- _EXERCISE PROMPT_
Here is a block of entries. Write out its lines exactly, from the first through the one containing "use std::str::FromStr;".

***** EXTRACTED RECORDS

//! Movie Graph
//!
//! A small Neo4j client over the movies sample graph:
//! - Fluent Cypher builder with named `$parameters`
//! - HTTP (transactional endpoint) and Bolt backends
//! - Typed decoding of result rows into movie and person records

pub mod cypher;
pub mod movies;
pub mod neo4j;

use anyhow::{Context, Result};
use serde::Deserialize;
use std::path::Path;
use std::str::FromStr;

// ============================================================================
// YAML config structs (deserialization targets)
// ============================================================================

/// Top-level YAML configuration file structure
#[derive(Debug, Clone, Deserialize, Default)]
#[serde(default)]
pub struct YamlConfig {
    pub neo4j: Neo4jYamlConfig,
}

/// How statements reach the server
#[derive(Debug, Clone, Copy, Default, PartialEq, Eq, Deserialize, clap::ValueEnum)]
#[serde(rename_all = "lowercase")]
pub enum Transport {
    /// Transactional Cypher endpoint over HTTP
    #[default]
    Http,
    /// Bolt protocol
    Bolt,
}

impl FromStr for Transport {
    type Err = String;

    fn from_str(s: &str) -> std::result::Result<Self, Self::Err> {
        match s.trim().to_ascii_lowercase().as_str() {
            "http" | "https" => Ok(Transport::Http),
            "bolt" => Ok(Transport::Bolt),
            other => Err(format!("unknown transport {:?} (expected http or bolt)", other)),
        }
    }
}

/// Neo4j configuration section
#[derive(Debug, Clone, Deserialize)]
#[serde(default)]
pub struct Neo4jYamlConfig {
    pub uri: String,
    pub user: String,
    pub password: String,
    pub database: String,
    pub transport: Transport,
}

impl Default for Neo4jYamlConfig {
    fn default() -> Self {
        Self {
            uri: "http://localhost:7474".into(),
            user: "neo4j".into(),
            password: "movietest".into(),
            database: "neo4j".into(),
            transport: Transport::Http,
        }
    }
}

// ============================================================================
// Runtime config (what the application actually uses)
// ============================================================================

/// Application configuration
#[derive(Debug, Clone)]
pub struct Config {
    pub neo4j_uri: String,
    pub neo4j_user: String,
    pub neo4j_password: String,
    pub neo4j_database: String,
    pub transport: Transport,
}

impl Config {
    /// Load configuration from environment variables only.
    /// Equivalent to from_yaml_and_env(None).
    pub fn from_env() -> Result<Self> {
        Self::from_yaml_and_env(None)
    }

    /// Load configuration from an optional YAML file, then override with env vars.
    ///
    /// Priority: env var > YAML > default
    ///
    /// If `yaml_path` is None, tries "config.yaml" in CWD. If the file doesn't
    /// exist, falls back to pure env var / defaults.
    pub fn from_yaml_and_env(yaml_path: Option<&Path>) -> Result<Self> {
        let yaml = Self::load_yaml(yaml_path);

        let transport = match std::env::var("NEO4J_TRANSPORT") {
            Ok(value) => value
                .parse::<Transport>()
                .map_err(anyhow::Error::msg)
                .context("Invalid NEO4J_TRANSPORT")?,
            Err(_) => yaml.neo4j.transport,
        };

        Ok(Self {
            neo4j_uri: std::env::var("NEO4J_URI").unwrap_or(yaml.neo4j.uri),
            neo4j_user: std::env::var("NEO4J_USER").unwrap_or(yaml.neo4j.user),
            neo4j_password: std::env::var("NEO4J_PASSWORD").unwrap_or(yaml.neo4j.password),
            neo4j_database: std::env::var("NEO4J_DATABASE").unwrap_or(yaml.neo4j.database),
            transport,
        })
    }

    /// Try to load and parse a YAML config file. Returns defaults on any failure.
    fn load_yaml(yaml_path: Option<&Path>) -> YamlConfig {
        let default_path = Path::new("config.yaml");
        let path = yaml_path.unwrap_or(default_path);

        match std::fs::read_to_string(path) {
            Ok(contents) => match serde_yaml::from_str(&contents) {
                Ok(config) => {
                    tracing::info!("Loaded config from {}", path.display());
                    config
                }
                Err(e) => {
                    tracing::warn!("Failed to parse {}: {}. Using defaults.", path.display(), e);
                    YamlConfig::default()
                }
            },
            Err(_) => {
                tracing::debug!(
                    "No config file at {}, using env vars / defaults",
                    path.display()
                );
                YamlConfig::default()
            }
        }
    }
}

// ============================================================================
// Tests
// ============================================================================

**********

- _ANSWER TO THE PROBLEM_
//! Movie Graph
//!
//! A small Neo4j client over the movies sample graph:
//! - Fluent Cypher builder with named `$parameters`
//! - HTTP (transactional endpoint) and Bolt backends
//! - Typed decoding of result rows into movie and person records

pub mod cypher;
pub mod movies;
pub mod neo4j;

use anyhow::{Context, Result};
use serde::Deserialize;
use std::path::Path;
use std::str::FromStr;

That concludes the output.